Нам отказали в квартире, как вы знаете. Что же делать?
— А я буду жить в передней, — сказала по-французски бабушка.
— Там зимой холодно.
— А я буду класть в кровать бутылки с горячей водой и не простужусь.
Пришла тетя Адель. Она слышала конец разговора.
— Предлагаю утеплить галерею — это будет комната моммо, а балкон застеклить и построить перед ним еще один балкон — до самого флигеля, ха, ха, ха!
— Насчет утепления галереи — это идея, — серьезно сказала мама, — но нужны деньги.
— Всюду деньги, деньги, деньги! — пропела тетя Адель.
— Постой! — рассердилась мама. — Имеешь изолированную комнату…
— Я живу в бывшей кухне!
— Но это все же лучше, чем…
— Что за шум, что за крик? — Нана остановилась в дверях.
— Пришла. — Дядя сразу надулся. — Крыша флигеля опять течет. А что я говорил? И, между прочим, Гжевские нас ненавидят главным образом из-за крыши. Еще бы. Когда льется на голову…
— Ску-у-учно, — скривилась тетя Адель. — Как скучно. О крышах, о ненависти… Какие убогие мы ведем разговоры!
— Я не буду чинить крышу. — Дядя отвернулся к окну. — Найми кровельщика, может, это спустит тебя на землю?
— О Эмиль, ты такой добрый, — бабушка погладила его по руке.
Приехал из совхоза папа. Вошел стремительно. От него пахнуло свежим ветром, и в комнате стало как будто; светлей.
— Мы получили породистых кур!
— А знаешь новость? — Мама подошла к нему вплотную, понизила голос: — Гжевская и жена доктора Назарбекова — двоюродные сестры.
Папа молчал целую минуту. Потом протяжно присвистнул. Они посмотрели друг на друга и устало усмехнулись.

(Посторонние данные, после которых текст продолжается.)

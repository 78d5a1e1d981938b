//! Minimal CLI: compile (proto | check)
use std::collections::BTreeMap;
use std::path::{Path, PathBuf};
use std::process::Command as Process;

use anyhow::{bail, Context, Result};
use clap::{Args, Parser, Subcommand};
use colored::Colorize;
use rayon::prelude::*;
use tracing::info;

use oas_proto::{compile_document, CompiledDocument, Diagnostic, Document, GenerationOptions, RunMode, Severity};

// ————————————————————————————————————————————————————————————————————————————
// TYPES
// ————————————————————————————————————————————————————————————————————————————

/// compile the schemas of OpenAPI documents into proto3 message/enum declarations
#[derive(Parser, Debug)]
#[command(version)]
pub struct CommandLineInterface {
    #[command(subcommand)]
    cmd: Command,
}

#[derive(Subcommand, Debug)]
enum Command {
    /// compile and emit .proto text
    Proto(ProtoOut),
    /// compile without writing anything, report diagnostics
    Check(CheckOut),
}

#[derive(Args, Debug, Clone)]
struct InputSettings {
    /// One or more inputs (.yaml/.yml/.json). May be literal paths or quoted glob patterns
    #[arg(long, short, num_args = 1.., required = true)]
    input: Vec<String>,
}

#[derive(Args, Debug, Clone)]
struct GenerationSettings {
    /// YAML/JSON file with generation options; flags below override it
    #[arg(long)]
    config: Option<PathBuf>,

    /// proto package name, e.g. foo.bar
    #[arg(short, long)]
    package: Option<String>,

    /// extra `option ...;` line for the header (repeatable)
    #[arg(long = "option", value_name = "LINE")]
    options: Vec<String>,

    /// prefix enum values with the upper-cased enum name
    #[arg(long, default_value_t = false)]
    enum_prefix: bool,

    /// rename an external package: PKG=NEW (repeatable)
    #[arg(long = "rename", value_name = "PKG=NEW", value_parser = parse_rename)]
    renames: Vec<(String, String)>,

    /// compile only these top-level schemas (repeatable)
    #[arg(long = "only", value_name = "NAME")]
    only: Vec<String>,

    /// stop at the first schema that fails to compile
    #[arg(long, default_value_t = false)]
    strict: bool,

    /// reject top-level arrays and maps instead of boxing them
    #[arg(long, default_value_t = false)]
    no_box: bool,
}

#[derive(clap::Parser, Debug)]
struct ProtoOut {
    #[command(flatten)]
    input_settings: InputSettings,

    #[command(flatten)]
    generation: GenerationSettings,

    /// output .proto file (stdout if omitted); single input only
    #[arg(short, long, conflicts_with = "out_dir")]
    out: Option<PathBuf>,

    /// write `<input stem>.proto` per input into this directory
    #[arg(long)]
    out_dir: Option<PathBuf>,

    /// run protoc on the written file(s), generating into DIR
    #[arg(long, value_name = "DIR")]
    build: Option<PathBuf>,

    /// protoc generator used with --build (`--<lang>_out`)
    #[arg(long, default_value = "go")]
    lang: String,
}

#[derive(clap::Parser, Debug)]
struct CheckOut {
    #[command(flatten)]
    input_settings: InputSettings,

    #[command(flatten)]
    generation: GenerationSettings,
}

/// One input after compilation.
struct Compiled {
    path: PathBuf,
    text: String,
    document: CompiledDocument,
}

// ————————————————————————————————————————————————————————————————————————————
// IMPLEMENTATION
// ————————————————————————————————————————————————————————————————————————————

impl InputSettings {
    /// Compile every input independently; results keep input order.
    fn compile_all(&self, options: &GenerationOptions) -> Result<Vec<Compiled>> {
        let source_paths = resolve_file_path_patterns(&self.input)?;
        source_paths
            .into_par_iter()
            .map(|path| compile_file(path, options))
            .collect()
    }
}

impl GenerationSettings {
    fn options(&self) -> Result<GenerationOptions> {
        let mut options = match &self.config {
            Some(path) => GenerationOptions::load(path)
                .with_context(|| format!("failed to load config {}", path.display()))?,
            None => GenerationOptions::default(),
        };
        if self.package.is_some() {
            options.package = self.package.clone();
        }
        options.raw_option_lines.extend(self.options.iter().cloned());
        options.enum_name_prefix |= self.enum_prefix;
        options.package_renames.extend(self.renames.iter().cloned());
        if !self.only.is_empty() {
            options.node_filter = Some(self.only.clone());
        }
        if self.strict {
            options.mode = RunMode::Strict;
        }
        if self.no_box {
            options.box_top_level = false;
        }
        Ok(options)
    }
}

impl CommandLineInterface {
    pub fn load() -> Self {
        Self::parse()
    }
    pub fn run(&self) -> Result<()> {
        match &self.cmd {
            Command::Proto(target) => {
                let options = target.generation.options()?;
                let compiled = target.input_settings.compile_all(&options)?;
                for unit in &compiled {
                    report(&unit.path, &unit.document.diagnostics);
                }

                let written = match (&target.out, &target.out_dir) {
                    (Some(out), _) => {
                        let [unit] = compiled.as_slice() else {
                            bail!("--out takes a single input, got {}; use --out-dir", compiled.len());
                        };
                        write_file(out, &unit.text)?;
                        vec![out.clone()]
                    }
                    (None, Some(dir)) => {
                        let inputs: Vec<&Path> = compiled.iter().map(|unit| unit.path.as_path()).collect();
                        let targets = out_dir_targets(dir, &inputs)?;
                        for (unit, out) in compiled.iter().zip(&targets) {
                            write_file(out, &unit.text)?;
                        }
                        targets
                    }
                    (None, None) => {
                        for unit in &compiled {
                            print!("{}", unit.text);
                        }
                        Vec::new()
                    }
                };

                if let Some(build) = &target.build {
                    if written.is_empty() {
                        bail!("--build needs --out or --out-dir");
                    }
                    for proto in &written {
                        run_protoc(proto, build, &target.lang)?;
                    }
                }
                Ok(())
            }
            Command::Check(target) => {
                let options = target.generation.options()?;
                let compiled = target.input_settings.compile_all(&options)?;
                let mut failed = 0;
                for unit in &compiled {
                    report(&unit.path, &unit.document.diagnostics);
                    failed += unit.document.failures.len();
                    let status = if unit.document.failures.is_empty() { "ok".green() } else { "failed".red() };
                    eprintln!(
                        "{} {}: {} declaration(s), {} skipped",
                        status,
                        unit.path.display(),
                        unit.document.declarations.len(),
                        unit.document.failures.len()
                    );
                }
                if failed > 0 {
                    bail!("{failed} schema(s) failed to compile");
                }
                Ok(())
            }
        }
    }
}

// ————————————————————————————————————————————————————————————————————————————
// INTERNAL HELPERS
// ————————————————————————————————————————————————————————————————————————————

fn compile_file(path: PathBuf, options: &GenerationOptions) -> Result<Compiled> {
    let mut document = Document::load(&path).with_context(|| format!("failed to load {}", path.display()))?;
    let compiled = compile_document(&mut document, options)
        .with_context(|| format!("failed to compile {}", path.display()))?;
    let text = compiled.render(options);
    Ok(Compiled { path, text, document: compiled })
}

fn report(path: &Path, diagnostics: &[Diagnostic]) {
    for diagnostic in diagnostics {
        let level = match diagnostic.severity {
            Severity::Warning => "warning".yellow(),
            Severity::Error => "error".red(),
        };
        eprintln!("{level}: {}: [{}] {}", path.display(), diagnostic.schema, diagnostic.message);
    }
}

/// `<dir>/<input stem>.proto` per input; two inputs landing on one file is an error.
fn out_dir_targets(dir: &Path, inputs: &[&Path]) -> Result<Vec<PathBuf>> {
    let mut claimed: BTreeMap<PathBuf, &Path> = BTreeMap::new();
    let mut targets = Vec::with_capacity(inputs.len());
    for &input in inputs {
        let stem = input.file_stem().unwrap_or(input.as_os_str());
        let out = dir.join(stem).with_extension("proto");
        if let Some(first) = claimed.insert(out.clone(), input) {
            bail!(
                "{} and {} would both be written to {}",
                first.display(),
                input.display(),
                out.display()
            );
        }
        targets.push(out);
    }
    Ok(targets)
}

fn write_file(out: &Path, text: &str) -> Result<()> {
    if let Some(parent) = out.parent() {
        std::fs::create_dir_all(parent).with_context(|| format!("failed to create {}", parent.display()))?;
    }
    std::fs::write(out, text).with_context(|| format!("failed to write {}", out.display()))
}

/// Hand a written file to protoc.
fn run_protoc(proto: &Path, out_dir: &Path, lang: &str) -> Result<()> {
    let proto_path = proto.parent().filter(|p| !p.as_os_str().is_empty()).unwrap_or(Path::new("."));
    std::fs::create_dir_all(out_dir).with_context(|| format!("failed to create {}", out_dir.display()))?;
    info!(file = %proto.display(), "running protoc");
    let output = Process::new("protoc")
        .arg(format!("--{lang}_out={}", out_dir.display()))
        .arg(format!("--proto_path={}", proto_path.display()))
        .arg(proto)
        .output()
        .context("failed to run protoc")?;
    if !output.status.success() {
        bail!(
            "protoc failed on {}: {}",
            proto.display(),
            String::from_utf8_lossy(&output.stderr).trim()
        );
    }
    Ok(())
}

fn parse_rename(raw: &str) -> Result<(String, String), String> {
    match raw.split_once('=') {
        Some((from, to)) if !from.is_empty() && !to.is_empty() => Ok((from.to_string(), to.to_string())),
        _ => Err(format!("expected PKG=NEW, got `{raw}`")),
    }
}

fn resolve_file_path_patterns<I>(patterns: I) -> Result<Vec<PathBuf>>
where
    I: IntoIterator,
    I::Item: AsRef<str>,
{
    fn has_glob_chars(s: &str) -> bool {
        s.bytes().any(|b| matches!(b, b'*' | b'?' | b'['))
    }

    let mut out = Vec::<PathBuf>::new();

    for raw in patterns {
        let pattern = raw.as_ref();

        if has_glob_chars(pattern) {
            let mut matched = glob::glob(pattern)
                .with_context(|| format!("bad glob pattern: {pattern}"))?
                .collect::<Result<Vec<_>, _>>()?;
            if matched.is_empty() {
                bail!("glob pattern matched no files: {pattern}");
            }
            matched.sort();
            out.append(&mut matched);
        } else {
            out.push(PathBuf::from(pattern));
        }
    }

    Ok(out)
}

— Эрнест, — тетя Адель взяла его за руку, повела в галерею, — мы решили утеплить галерею. Для моммо. Ты согласен?
Ну конечно, он был согласен.
Когда легли спать, я услышала шепот мамы. Что-то о Гжевском, о том, что это одна «бражка» в управлении. Потом об утеплении галереи.
— Хорошо бы, но откуда деньги взять? Кольке вон ботинки нужны, ходит как беспризорник. Ирка тоже без обуви. Добро бы, Эмиль с Аделью свою долю приложили. Знаю, у них нет денег. А разве у нас есть?
Папа уехал и опять не приезжал целую неделю. Стало еще холоднее. Дядя Эмиль по настоянию бабушки перетащил в переднюю ее кровать, секретер, круглый столик для лекарств и все молитвенники.